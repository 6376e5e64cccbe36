//! Cart reducer. Cart contents and the store's `space` counters move in
//! lockstep: every unit in the cart is one seat taken from its lesson.

use shared::domain::LessonId;
use tracing::debug;

use crate::{
    error::{ShopError, ShopResult},
    state::ShopState,
};

/// Adds one unit of `lesson_id`, taking a seat from the store copy.
///
/// Capacity is checked against the lesson in the store, never against a cart
/// snapshot. An unknown or full lesson leaves the state unchanged.
pub fn add_to_cart(state: &ShopState, lesson_id: &LessonId) -> ShopState {
    let mut next = state.clone();
    let Some(lesson) = next.lesson_mut(lesson_id) else {
        debug!(lesson_id = %lesson_id, "add ignored: lesson not in list");
        return next;
    };
    if lesson.space == 0 {
        debug!(lesson_id = %lesson_id, "add ignored: lesson is full");
        return next;
    }

    let snapshot = lesson.clone();
    lesson.space -= 1;
    next.cart.push(snapshot);
    next
}

/// Removes the cart entry at `index` and gives its seat back to the store
/// copy, if the lesson is still listed.
pub fn remove_from_cart(state: &ShopState, index: usize) -> ShopResult<ShopState> {
    if index >= state.cart.len() {
        return Err(ShopError::CartIndexOutOfRange {
            index,
            len: state.cart.len(),
        });
    }

    let mut next = state.clone();
    let removed = next.cart.remove(index);
    if let Some(lesson) = next.lesson_mut(&removed.id) {
        lesson.space += 1;
    }
    if next.cart.is_empty() {
        next.show_cart = false;
    }
    Ok(next)
}

#[cfg(test)]
#[path = "tests/cart_tests.rs"]
mod tests;
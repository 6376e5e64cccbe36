use std::{
    sync::{
        atomic::{AtomicBool, AtomicU64, Ordering},
        Arc,
    },
    time::Duration,
};

use shared::domain::{Lesson, LessonId};
use tokio::sync::{broadcast, Mutex};
use tracing::{debug, error, info, warn};

pub mod api;
pub mod cart;
pub mod checkout;
pub mod error;
pub mod search;
pub mod state;
pub mod validation;

pub use api::{HttpLessonsApi, LessonsApi};
pub use checkout::CheckoutOutcome;
pub use error::{ShopError, ShopResult};
pub use search::{SearchDebouncer, DEFAULT_SEARCH_DEBOUNCE};
pub use state::{CheckoutPhase, ShopState, SortDirection, SortKey};

#[derive(Debug, Clone)]
pub enum ShopEvent {
    LessonsUpdated {
        count: usize,
        query: Option<String>,
    },
    CartChanged {
        count: usize,
    },
    CheckoutFinished(CheckoutOutcome),
    Error(String),
}

#[derive(Debug, Clone)]
pub struct ShopOptions {
    pub search_debounce: Duration,
    pub payment_required: bool,
}

impl Default for ShopOptions {
    fn default() -> Self {
        Self {
            search_debounce: DEFAULT_SEARCH_DEBOUNCE,
            payment_required: false,
        }
    }
}

/// Owns the shop state and sequences every change to it.
///
/// Views read via [`ShopController::snapshot`] and react to [`ShopEvent`]s;
/// they never hold on to the state itself.
pub struct ShopController {
    api: Arc<dyn LessonsApi>,
    state: Mutex<ShopState>,
    refresh_generation: AtomicU64,
    /// Set while a checkout is in flight; guards re-entrancy and cart edits.
    submitting: AtomicBool,
    search: SearchDebouncer,
    events: broadcast::Sender<ShopEvent>,
}

/// Clears the in-flight flag when a checkout ends, including when its future
/// is dropped before the backend answers.
struct SubmissionGuard<'a> {
    submitting: &'a AtomicBool,
    state: &'a Mutex<ShopState>,
}

impl Drop for SubmissionGuard<'_> {
    fn drop(&mut self) {
        if let Ok(mut state) = self.state.try_lock() {
            if state.checkout_phase.is_submitting() {
                warn!("checkout abandoned before the backend answered");
                state.checkout_phase = CheckoutPhase::Idle;
            }
        }
        self.submitting.store(false, Ordering::SeqCst);
    }
}

impl ShopController {
    pub fn new(api: Arc<dyn LessonsApi>, options: ShopOptions) -> Arc<Self> {
        let (events, _) = broadcast::channel(256);
        Arc::new(Self {
            api,
            state: Mutex::new(ShopState::new(options.payment_required)),
            refresh_generation: AtomicU64::new(0),
            submitting: AtomicBool::new(false),
            search: SearchDebouncer::new(options.search_debounce),
            events,
        })
    }

    pub fn subscribe_events(&self) -> broadcast::Receiver<ShopEvent> {
        self.events.subscribe()
    }

    pub async fn snapshot(&self) -> ShopState {
        self.state.lock().await.clone()
    }

    fn emit(&self, event: ShopEvent) {
        let _ = self.events.send(event);
    }

    fn begin_refresh(&self) -> u64 {
        self.refresh_generation.fetch_add(1, Ordering::SeqCst) + 1
    }

    /// Replaces the lesson list with the full catalogue. Failures are logged
    /// and reported as events only.
    pub async fn fetch_lessons(&self) {
        let generation = self.begin_refresh();
        match self.api.list_lessons().await {
            Ok(lessons) => self.apply_lessons(generation, lessons, None).await,
            Err(err) => {
                error!(error = %err, "fetch lessons failed");
                self.emit(ShopEvent::Error(err.to_string()));
            }
        }
    }

    /// Replaces the lesson list with the results for `query`. A blank query
    /// loads the full catalogue instead.
    pub async fn fetch_search_results(&self, query: &str) {
        let query = query.trim();
        if query.is_empty() {
            self.fetch_lessons().await;
            return;
        }

        let generation = self.begin_refresh();
        match self.api.search_lessons(query).await {
            Ok(lessons) => {
                self.apply_lessons(generation, lessons, Some(query.to_string()))
                    .await
            }
            Err(err) => {
                error!(error = %err, query, "search failed");
                self.emit(ShopEvent::Error(err.to_string()));
            }
        }
    }

    /// Debounced entry point for search-box input: only the last text typed
    /// within the debounce window is searched for.
    pub fn on_search_input(self: &Arc<Self>, text: &str) {
        let controller = Arc::downgrade(self);
        let text = text.to_string();
        self.search.schedule(async move {
            if let Some(controller) = controller.upgrade() {
                controller.fetch_search_results(&text).await;
            }
        });
    }

    pub fn cancel_pending_search(&self) {
        self.search.cancel();
    }

    async fn apply_lessons(&self, generation: u64, lessons: Vec<Lesson>, query: Option<String>) {
        let mut guard = self.state.lock().await;
        let latest = self.refresh_generation.load(Ordering::SeqCst);
        if generation != latest {
            debug!(generation, latest, "dropping stale lesson response");
            return;
        }
        let count = lessons.len();
        guard.replace_lessons(lessons);
        drop(guard);

        info!(count, query = query.as_deref().unwrap_or(""), "lesson list replaced");
        self.emit(ShopEvent::LessonsUpdated { count, query });
    }

    /// Returns whether a unit was added. Full or unknown lessons are ignored.
    pub async fn add_to_cart(&self, lesson_id: &LessonId) -> bool {
        let mut guard = self.state.lock().await;
        if self.submitting.load(Ordering::SeqCst) {
            debug!(lesson_id = %lesson_id, "cart is locked while an order is submitting");
            return false;
        }
        let next = cart::add_to_cart(&guard, lesson_id);
        let added = next.cart.len() > guard.cart.len();
        *guard = next;
        let count = guard.cart.len();
        drop(guard);

        if added {
            self.emit(ShopEvent::CartChanged { count });
        }
        added
    }

    pub async fn remove_from_cart(&self, index: usize) -> ShopResult<bool> {
        let mut guard = self.state.lock().await;
        if self.submitting.load(Ordering::SeqCst) {
            debug!(index, "cart is locked while an order is submitting");
            return Ok(false);
        }
        *guard = cart::remove_from_cart(&guard, index)?;
        let count = guard.cart.len();
        drop(guard);

        self.emit(ShopEvent::CartChanged { count });
        Ok(true)
    }

    pub async fn set_customer_name(&self, name: &str) {
        self.state.lock().await.customer.name = name.to_string();
    }

    pub async fn set_customer_phone(&self, phone: &str) {
        self.state.lock().await.customer.phone = phone.to_string();
    }

    pub async fn set_card_number(&self, card_number: &str) {
        self.state.lock().await.payment.card_number = card_number.to_string();
    }

    pub async fn set_card_expiry(&self, expiry: &str) {
        self.state.lock().await.payment.expiry = expiry.to_string();
    }

    pub async fn set_card_cvc(&self, cvc: &str) {
        self.state.lock().await.payment.cvc = cvc.to_string();
    }

    pub async fn set_sort(&self, key: SortKey, direction: SortDirection) {
        self.state.lock().await.set_sort(key, direction);
    }

    pub async fn toggle_cart(&self) -> bool {
        let mut guard = self.state.lock().await;
        guard.toggle_cart();
        guard.show_cart
    }

    /// Places the current cart as an order.
    ///
    /// A call made while another checkout is in flight returns
    /// [`CheckoutOutcome::AlreadySubmitting`] without touching the network.
    /// Dropping the returned future mid-flight releases the cart again.
    /// On failure the cart, the form and the reduced capacities are kept so
    /// the user can retry or give seats back by removing items.
    pub async fn checkout(&self) -> CheckoutOutcome {
        let (order, updates, submission) = {
            let mut guard = self.state.lock().await;
            if self.submitting.load(Ordering::SeqCst) {
                debug!("checkout already in flight");
                return CheckoutOutcome::AlreadySubmitting;
            }
            if !guard.can_checkout() {
                debug!(
                    cart = guard.cart.len(),
                    valid_name = guard.valid_name(),
                    valid_phone = guard.valid_phone(),
                    valid_payment = guard.valid_payment(),
                    "checkout blocked"
                );
                guard.checkout_phase = CheckoutPhase::Idle;
                return CheckoutOutcome::Blocked;
            }
            self.submitting.store(true, Ordering::SeqCst);
            guard.checkout_phase = CheckoutPhase::Submitting;
            (
                checkout::build_order(&guard),
                checkout::space_updates(&guard),
                SubmissionGuard {
                    submitting: &self.submitting,
                    state: &self.state,
                },
            )
        };

        info!(items = order.items.len(), "submitting order");
        let result = checkout::submit(self.api.as_ref(), &order, &updates).await;

        let outcome = {
            let mut guard = self.state.lock().await;
            match result {
                Ok(()) => {
                    guard.clear_after_order();
                    guard.confirmation = checkout::ORDER_PLACED_MESSAGE.to_string();
                    guard.checkout_phase = CheckoutPhase::Succeeded;
                    CheckoutOutcome::Placed
                }
                Err(err) => {
                    if err.is_remote() {
                        warn!(error = %err, "checkout failed");
                    } else {
                        error!(error = %err, "checkout failed");
                    }
                    let message = checkout::failure_message(&err.user_reason());
                    guard.confirmation = message.clone();
                    guard.checkout_phase = CheckoutPhase::Failed;
                    CheckoutOutcome::Failed(message)
                }
            }
        };
        drop(submission);

        self.emit(ShopEvent::CheckoutFinished(outcome.clone()));
        outcome
    }
}

#[cfg(test)]
#[path = "tests/support.rs"]
mod test_support;

#[cfg(test)]
#[path = "tests/lib_tests.rs"]
mod tests;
····················
In the listing, find each line with the string "before" and copy it.

Answer to this problem:
/// is dropped before the backend answers.
                warn!("checkout abandoned before the backend answered");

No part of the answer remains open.